The Report is based on 1,982 responses from US nonprofits who collectively raised $1.5 billion in 2008-9.
What the Report provides is a focus on net gain (or loss) in fundraising results from this broad range of nonprofits. I don’t want to give the methodology short shrift, but essentially it compares dollar (and donor number) gains against losses in a variety of fundraising program categories, producing a net gain or loss for each organization, and the sector.
For example, ‘gains’ in giving include: $ from new donors, from recaptured donors (former donors who had lapsed), and from upgraded donors. ‘Losses’ in giving include: $ lost from downgraded donors, from lapsed new donors (new donors in the previous year who did not give in current year), and from lapsed repeat donors (repeat donors in the previous year who did not give in current year). Gains/losses in donor counts are measured in a similar manner.
The results in the 2010 Report are, well, depressing.
Bottomline: for every $4.50 that organizations raised in new gift dollars in 2009, more than $6 was lost through donor attrition. As a result, the year-over-year ‘growth’ in giving for 2008-9 was -8.1%. For the same period, there was a net decrease in donors of -0.8%, reflecting gains of 54.2% offset by losses of -60.2%. That’s a heap of churn, boys and girls!
What I like about this report and its underlying methodology is that it provides some detail as to where most of the gains and losses occurred. For example, for these organizations, 20% of their total gain in donors came from recapturing lapsed donors. One might ask … why lose them in the first place?!
This is a very meaty report. I urge you to download and study it carefully. And apply its methodology to analyzing your own nonprofit’s gains and losses. How do you compare with the sample?
The project and study are described in this article from SOFII’s Blog by Kirsten Bullock. Thanks for waking me up Kirsten!
Tom
Interesting report indeed. Thank you very much for sharing.
Thanks for the mention Tom. Glad I was able to prompt you to check it out. I’m a bit of a data geek, so I love those kinds of things.
I am so glad you finally found the FEP report! It is perhaps one of the most powerful and accurate indexes/reports in the non-profit field because it is produced from actual data contained in real fundraising software systems. More importantly, it truly reflects the entire market, not just the top 2,000 or 5,000 charities. There are NPO’s ranging from less than $100,000 in annual revenue and up. In fact, when I was last involved with it, due to about 60%+ of the data coming from eTapestry customers, the average size organization was probably less than two million a year in annual revenue.

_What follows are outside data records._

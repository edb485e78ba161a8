//! Progress-callback trait for per-document batch events.
//!
//! Inject an [`Arc<dyn ConversionProgressCallback>`] via
//! [`crate::config::ConversionConfigBuilder::progress_callback`] to receive
//! events as the batch processes each document. The library itself never
//! prints; the `docx2md` binary renders these events as a progress bar plus
//! one `[OK]` / `[FAIL]` line per document.
//!
//! # Example
//!
//! ```rust
//! use docx_batch2md::{ConversionProgressCallback, ConversionConfig};
//! use std::sync::{Arc, atomic::{AtomicUsize, Ordering}};
//!
//! struct CountingCallback {
//!     converted: AtomicUsize,
//! }
//!
//! impl ConversionProgressCallback for CountingCallback {
//!     fn on_document_converted(&self, relative: &str, format: &str) {
//!         self.converted.fetch_add(1, Ordering::SeqCst);
//!         eprintln!("{relative} -> {format}");
//!     }
//! }
//!
//! let config = ConversionConfig::builder()
//!     .progress_callback(Arc::new(CountingCallback { converted: AtomicUsize::new(0) }))
//!     .build()
//!     .unwrap();
//! ```

use std::path::Path;
use std::sync::Arc;

/// Called by the batch as it processes each document.
///
/// Documents are processed one at a time, so calls never overlap, but the
/// trait is still `Send + Sync` so a callback can be shared with other
/// threads of the host application. All methods default to no-ops.
pub trait ConversionProgressCallback: Send + Sync {
    /// Called once the converter has been probed and both roots resolved,
    /// before discovery.
    fn on_run_start(&self, tool_version: &str, input_root: &Path, output_root: &Path) {
        let _ = (tool_version, input_root, output_root);
    }

    /// Called once after discovery, before the first document. Not called
    /// when nothing was found.
    fn on_batch_start(&self, total_documents: usize) {
        let _ = total_documents;
    }

    /// Called before the first candidate is tried for a document.
    ///
    /// `index` is 1-based.
    fn on_document_start(&self, index: usize, total_documents: usize, relative: &str) {
        let _ = (index, total_documents, relative);
    }

    /// Called when a candidate format succeeded for a document.
    fn on_document_converted(&self, relative: &str, format: &str) {
        let _ = (relative, format);
    }

    /// Called when every candidate failed, or an I/O error stopped the document.
    fn on_document_failed(&self, relative: &str, message: &str) {
        let _ = (relative, message);
    }

    /// Called once after every document has been attempted.
    fn on_batch_complete(&self, succeeded: usize, failed: usize) {
        let _ = (succeeded, failed);
    }
}

/// A no-op implementation for callers that don't need progress events.
#[derive(Debug, Default)]
pub struct NoopProgressCallback;

impl ConversionProgressCallback for NoopProgressCallback {}

/// Convenience alias matching the type stored in [`crate::config::ConversionConfig`].
pub type ProgressCallback = Arc<dyn ConversionProgressCallback>;

#[cfg(test)]
mod tests {
    use super::*;

    #[test]
    fn noop_callback_does_not_panic() {
        let cb = NoopProgressCallback;
        cb.on_run_start("pandoc 3.1.9", Path::new("/in"), Path::new("/in/md_out"));
        cb.on_batch_start(2);
        cb.on_document_start(1, 2, "a.docx");
        cb.on_document_converted("a.docx", "gfm");
        cb.on_document_failed("b.docx", "boom");
        cb.on_batch_complete(1, 1);
    }

    #[test]
    fn arc_dyn_callback_works() {
        let cb: ProgressCallback = Arc::new(NoopProgressCallback);
        cb.on_batch_start(10);
        cb.on_document_converted("x.docx", "markdown");
    }
}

There are few reports that truly reflect the ENTIRE market like this one! Please allow me to give a strong pat on the back to AFP for making this come to life. Now if we could just get more NPO leaders to act on it. It is such a shame that the charities do not all focus as much on retention rates as all of the software vendors in the world do. Most software executives would fire any customer support and account management team leaders who ever let the retention rate fall below 90%. Many software firms average 95% or higher! Could you imagine how much money would be raised in the world if we could even get the retention rate to 75%!!